# WHAT YOU ARE ASKED TO DO
Print each line from the start of the records below up through the line where "const REPORT_FD: RawFd = 4;" is found, exactly as given.

# RECORDS
•••••
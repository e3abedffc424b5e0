//! Worker processes.
//!
//! A worker is a separate OS process created by re-executing the current
//! binary; the target may pollute process-global state, and a hard crash
//! must not take the orchestrator down with it. The command and report
//! pipes are moved onto fixed descriptors before exec, the way external
//! executors are driven.

use crate::comm::{self, CommError, FrameDecoder, WorkerCommand, WorkerReport};
use crate::Target;
use anyhow::Context;
use krait_core::{corpus::Corpus, coverage::CoverageMap, mutation, trace, RngType};
use std::any::Any;
use std::cell::RefCell;
use std::collections::VecDeque;
use std::fs::{File, OpenOptions};
use std::io::{self, Read};
use std::os::fd::{AsRawFd, FromRawFd, RawFd};
use std::os::unix::process::CommandExt;
use std::panic::{self, AssertUnwindSafe};
use std::process::{Child, Command, ExitStatus, Stdio};
use std::sync::mpsc::Sender;
use std::sync::{Arc, Condvar, Mutex};
use std::thread;
use std::time::{Duration, Instant};

/// Environment marker set on spawned worker processes.
const WORKER_ENV: &str = "KRAIT_WORKER";
/// Worker-side descriptors the pipes are moved onto.
const CMD_FD: RawFd = 3;
const REPORT_FD: RawFd = 4;
/// How often a worker flushes its execution count upstream.
const STATUS_INTERVAL: Duration = Duration::from_secs(1);
/// Broadcasts queued per worker before the oldest is dropped; workers
/// reconverge through later broadcasts.
const OUTBOX_CAPACITY: usize = 128;

/// Events delivered to the orchestrator's merged report stream.
#[derive(Debug)]
pub enum WorkerEvent {
    Report(usize, WorkerReport),
    /// The report channel closed: the worker exited or was killed.
    Exited(usize),
}

/// Branches into the worker loop when this process was spawned as a
/// worker. Call it first thing in `main`, before argument parsing: it
/// returns immediately in a regular invocation and never returns in a
/// worker process.
pub fn enter(target: Target) {
    if std::env::var_os(WORKER_ENV).is_none() {
        return;
    }
    match run(target) {
        // Shutdown, or the orchestrator went away.
        Ok(()) => std::process::exit(0),
        Err(e) => {
            eprintln!("krait worker: {}", e);
            std::process::exit(70);
        }
    }
}

fn run(target: Target) -> Result<(), CommError> {
    // Safety: fds 3 and 4 were placed there by the spawning orchestrator
    // and are owned by nothing else in this process.
    let mut commands = unsafe { File::from_raw_fd(CMD_FD) };
    let mut reports = unsafe { File::from_raw_fd(REPORT_FD) };

    // The first frame is always the startup snapshot.
    let (mut corpus, mut coverage, settings) = match comm::read_frame(&mut commands)? {
        WorkerCommand::Seed {
            corpus,
            coverage,
            settings,
        } => {
            let mut local = Corpus::new();
            for sample in corpus {
                local.put(sample);
            }
            (local, coverage, settings)
        }
        _ => return Err(CommError::Protocol("expected seed snapshot")),
    };

    if settings.close_stdout {
        redirect_to_null(libc::STDOUT_FILENO)?;
    }
    if settings.close_stderr {
        redirect_to_null(libc::STDERR_FILENO)?;
    }
    install_panic_hook();
    set_nonblocking(CMD_FD)?;

    let mut rng = RngType::default();
    let mut decoder = FrameDecoder::new();
    let mut executions = 0u64;
    let mut last_status = Instant::now();

    // Replay the snapshot once unmutated so its coverage is attributed
    // before mutation starts.
    for sample in corpus.samples().to_vec() {
        run_sample(target, sample, &mut coverage, &mut reports, &mut executions)?;
    }

    loop {
        if let Flow::Shutdown = drain_commands(&mut commands, &mut decoder, &mut corpus)? {
            return Ok(());
        }

        let sample = corpus.sample(&mut rng);
        let mutated = mutation::mutate(&sample, &mut rng);
        run_sample(target, mutated, &mut coverage, &mut reports, &mut executions)?;

        if last_status.elapsed() >= STATUS_INTERVAL {
            comm::write_frame(&mut reports, &WorkerReport::Status { executions })?;
            executions = 0;
            last_status = Instant::now();
        }
    }
}

/// Runs the target once and reports upstream when the sample crashed or
/// uncovered edges this worker had not seen.
fn run_sample(
    target: Target,
    sample: Vec<u8>,
    coverage: &mut CoverageMap,
    reports: &mut File,
    executions: &mut u64,
) -> Result<(), CommError> {
    let (error, observed) = execute(target, &sample);
    *executions += 1;
    let new_edges = coverage.merge(&observed);
    if let Some(error) = error {
        comm::write_frame(reports, &WorkerReport::Crash { sample, error, new_edges })?;
    } else if !new_edges.is_empty() {
        comm::write_frame(reports, &WorkerReport::NewCoverage { sample, new_edges })?;
    }
    Ok(())
}

/// Invokes the target inside a panic-catching boundary and drains the
/// tracer. Never unwinds past the caller; a panic becomes its textual
/// representation.
pub(crate) fn execute(target: Target, sample: &[u8]) -> (Option<String>, CoverageMap) {
    trace::reset();
    let result = panic::catch_unwind(AssertUnwindSafe(|| target(sample)));
    let observed = trace::drain();
    (result.err().map(|payload| panic_text(&*payload)), observed)
}

enum Flow {
    Continue,
    Shutdown,
}

/// Applies pending orchestrator commands without blocking. EOF on the
/// command pipe means the orchestrator is gone and the worker has no
/// reason to outlive it.
fn drain_commands(
    pipe: &mut File,
    decoder: &mut FrameDecoder,
    corpus: &mut Corpus,
) -> Result<Flow, CommError> {
    let mut chunk = [0u8; 4096];
    loop {
        match pipe.read(&mut chunk) {
            Ok(0) => return Ok(Flow::Shutdown),
            Ok(n) => decoder.extend(&chunk[..n]),
            Err(e) if e.kind() == io::ErrorKind::WouldBlock => break,
            Err(e) if e.kind() == io::ErrorKind::Interrupted => continue,
            Err(e) => return Err(e.into()),
        }
    }
    while let Some(cmd) = decoder.next::<WorkerCommand>()? {
        match cmd {
            WorkerCommand::Input { sample } => {
                corpus.put(sample);
            }
            WorkerCommand::Shutdown => return Ok(Flow::Shutdown),
            // Only meaningful as the first frame.
            WorkerCommand::Seed { .. } => {}
        }
    }
    Ok(Flow::Continue)
}

thread_local! {
    static PANIC_SITE: RefCell<Option<String>> = const { RefCell::new(None) };
}

/// Captures panic locations and silences the default printer; crashes are
/// recorded, not narrated.
pub(crate) fn install_panic_hook() {
    panic::set_hook(Box::new(|info| {
        let site = info
            .location()
            .map(|l| format!("{}:{}:{}", l.file(), l.line(), l.column()));
        PANIC_SITE.with(|s| *s.borrow_mut() = site);
    }));
}

fn panic_text(payload: &(dyn Any + Send)) -> String {
    let msg = if let Some(s) = payload.downcast_ref::<&str>() {
        (*s).to_string()
    } else if let Some(s) = payload.downcast_ref::<String>() {
        s.clone()
    } else {
        "non-string panic payload".to_string()
    };
    match PANIC_SITE.with(|s| s.borrow_mut().take()) {
        Some(site) => format!("panicked at {}: {}", site, msg),
        None => format!("panicked: {}", msg),
    }
}

fn redirect_to_null(fd: RawFd) -> io::Result<()> {
    let devnull = OpenOptions::new().write(true).open("/dev/null")?;
    if unsafe { libc::dup2(devnull.as_raw_fd(), fd) } < 0 {
        return Err(io::Error::last_os_error());
    }
    Ok(())
}

fn set_nonblocking(fd: RawFd) -> io::Result<()> {
    unsafe {
        let flags = libc::fcntl(fd, libc::F_GETFL);
        if flags < 0 {
            return Err(io::Error::last_os_error());
        }
        if libc::fcntl(fd, libc::F_SETFL, flags | libc::O_NONBLOCK) < 0 {
            return Err(io::Error::last_os_error());
        }
    }
    Ok(())
}

/// Bounded queue of pending commands for one worker. Pushing never blocks
/// the orchestrator: when the queue is full the oldest broadcast is
/// dropped and the worker reconverges through later ones.
#[derive(Default)]
struct Outbox {
    queue: Mutex<OutboxQueue>,
    available: Condvar,
}

#[derive(Default)]
struct OutboxQueue {
    pending: VecDeque<WorkerCommand>,
    closed: bool,
}

impl Outbox {
    fn push(&self, cmd: WorkerCommand) {
        let mut q = self.queue.lock().unwrap();
        if q.closed {
            return;
        }
        if q.pending.len() >= OUTBOX_CAPACITY {
            q.pending.pop_front();
        }
        q.pending.push_back(cmd);
        self.available.notify_one();
    }

    fn close(&self) {
        self.queue.lock().unwrap().closed = true;
        self.available.notify_one();
    }

    /// Blocks until a command is available; `None` once closed and drained.
    fn pop(&self) -> Option<WorkerCommand> {
        let mut q = self.queue.lock().unwrap();
        loop {
            if let Some(cmd) = q.pending.pop_front() {
                return Some(cmd);
            }
            if q.closed {
                return None;
            }
            q = self.available.wait(q).unwrap();
        }
    }
}

/// Parent-side handle to one worker process.
pub struct WorkerHandle {
    id: usize,
    child: Child,
    outbox: Arc<Outbox>,
}

impl WorkerHandle {
    /// Spawns a worker seeded with `snapshot` and wires its reports into
    /// `events`.
    pub fn spawn(
        id: usize,
        snapshot: WorkerCommand,
        events: Sender<WorkerEvent>,
    ) -> anyhow::Result<WorkerHandle> {
        let (cmd_read, cmd_write) = os_pipe::pipe().context("failed to create command pipe")?;
        let (report_read, report_write) =
            os_pipe::pipe().context("failed to create report pipe")?;

        let exe = std::env::current_exe().context("failed to resolve current executable")?;
        let mut command = Command::new(exe);
        command
            .env(WORKER_ENV, id.to_string())
            .stdin(Stdio::null());

        let cmd_fd = cmd_read.as_raw_fd();
        let report_fd = report_write.as_raw_fd();
        unsafe {
            command.pre_exec(move || {
                // Park both ends above the target slots first so neither
                // dup2 can clobber the other pipe's descriptor.
                let parked_cmd = check_fd(libc::fcntl(cmd_fd, libc::F_DUPFD, 10))?;
                let parked_report = check_fd(libc::fcntl(report_fd, libc::F_DUPFD, 10))?;
                check_fd(libc::dup2(parked_cmd, CMD_FD))?;
                check_fd(libc::dup2(parked_report, REPORT_FD))?;
                libc::close(parked_cmd);
                libc::close(parked_report);
                Ok(())
            });
        }

        let child = command.spawn().context("failed to spawn worker process")?;
        drop(cmd_read);
        drop(report_write);

        let outbox = Arc::new(Outbox::default());
        outbox.push(snapshot);

        // Writer: drains the outbox into the command pipe so broadcasts
        // never block the orchestrator on a stalled worker.
        let writer_outbox = Arc::clone(&outbox);
        thread::spawn(move || {
            let mut pipe = cmd_write;
            while let Some(cmd) = writer_outbox.pop() {
                if comm::write_frame(&mut pipe, &cmd).is_err() {
                    break;
                }
            }
            // Dropping the pipe signals shutdown to the worker as EOF.
        });

        // Forwarder: frames from this worker keep their production order
        // on the shared event stream.
        thread::spawn(move || {
            let mut pipe = report_read;
            loop {
                match comm::read_frame::<WorkerReport, _>(&mut pipe) {
                    Ok(report) => {
                        if events.send(WorkerEvent::Report(id, report)).is_err() {
                            break;
                        }
                    }
                    Err(_) => {
                        let _ = events.send(WorkerEvent::Exited(id));
                        break;
                    }
                }
            }
        });

        Ok(WorkerHandle { id, child, outbox })
    }

    pub fn id(&self) -> usize {
        self.id
    }

    /// Queues a command; never blocks.
    pub fn send(&self, cmd: WorkerCommand) {
        self.outbox.push(cmd);
    }

    /// Asks the worker to exit between target invocations.
    pub fn shutdown(&self) {
        self.outbox.push(WorkerCommand::Shutdown);
        self.outbox.close();
    }

    pub fn try_wait(&mut self) -> io::Result<Option<ExitStatus>> {
        self.child.try_wait()
    }

    /// Force-terminates and reaps the worker.
    pub fn kill(&mut self) {
        self.outbox.close();
        let _ = self.child.kill();
        let _ = self.child.wait();
    }
}

impl Drop for WorkerHandle {
    fn drop(&mut self) {
        self.outbox.close();
    }
}

fn check_fd(ret: libc::c_int) -> io::Result<libc::c_int> {
    if ret < 0 {
        Err(io::Error::last_os_error())
    } else {
        Ok(ret)
    }
}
•••••
# TASK RESULT
repository e3abedffc424b5e0
//! Worker processes.
//!
//! A worker is a separate OS process created by re-executing the current
//! binary; the target may pollute process-global state, and a hard crash
//! must not take the orchestrator down with it. The command and report
//! pipes are moved onto fixed descriptors before exec, the way external
//! executors are driven.

use crate::comm::{self, CommError, FrameDecoder, WorkerCommand, WorkerReport};
use crate::Target;
use anyhow::Context;
use krait_core::{corpus::Corpus, coverage::CoverageMap, mutation, trace, RngType};
use std::any::Any;
use std::cell::RefCell;
use std::collections::VecDeque;
use std::fs::{File, OpenOptions};
use std::io::{self, Read};
use std::os::fd::{AsRawFd, FromRawFd, RawFd};
use std::os::unix::process::CommandExt;
use std::panic::{self, AssertUnwindSafe};
use std::process::{Child, Command, ExitStatus, Stdio};
use std::sync::mpsc::Sender;
use std::sync::{Arc, Condvar, Mutex};
use std::thread;
use std::time::{Duration, Instant};

/// Environment marker set on spawned worker processes.
const WORKER_ENV: &str = "KRAIT_WORKER";
/// Worker-side descriptors the pipes are moved onto.
const CMD_FD: RawFd = 3;
const REPORT_FD: RawFd = 4;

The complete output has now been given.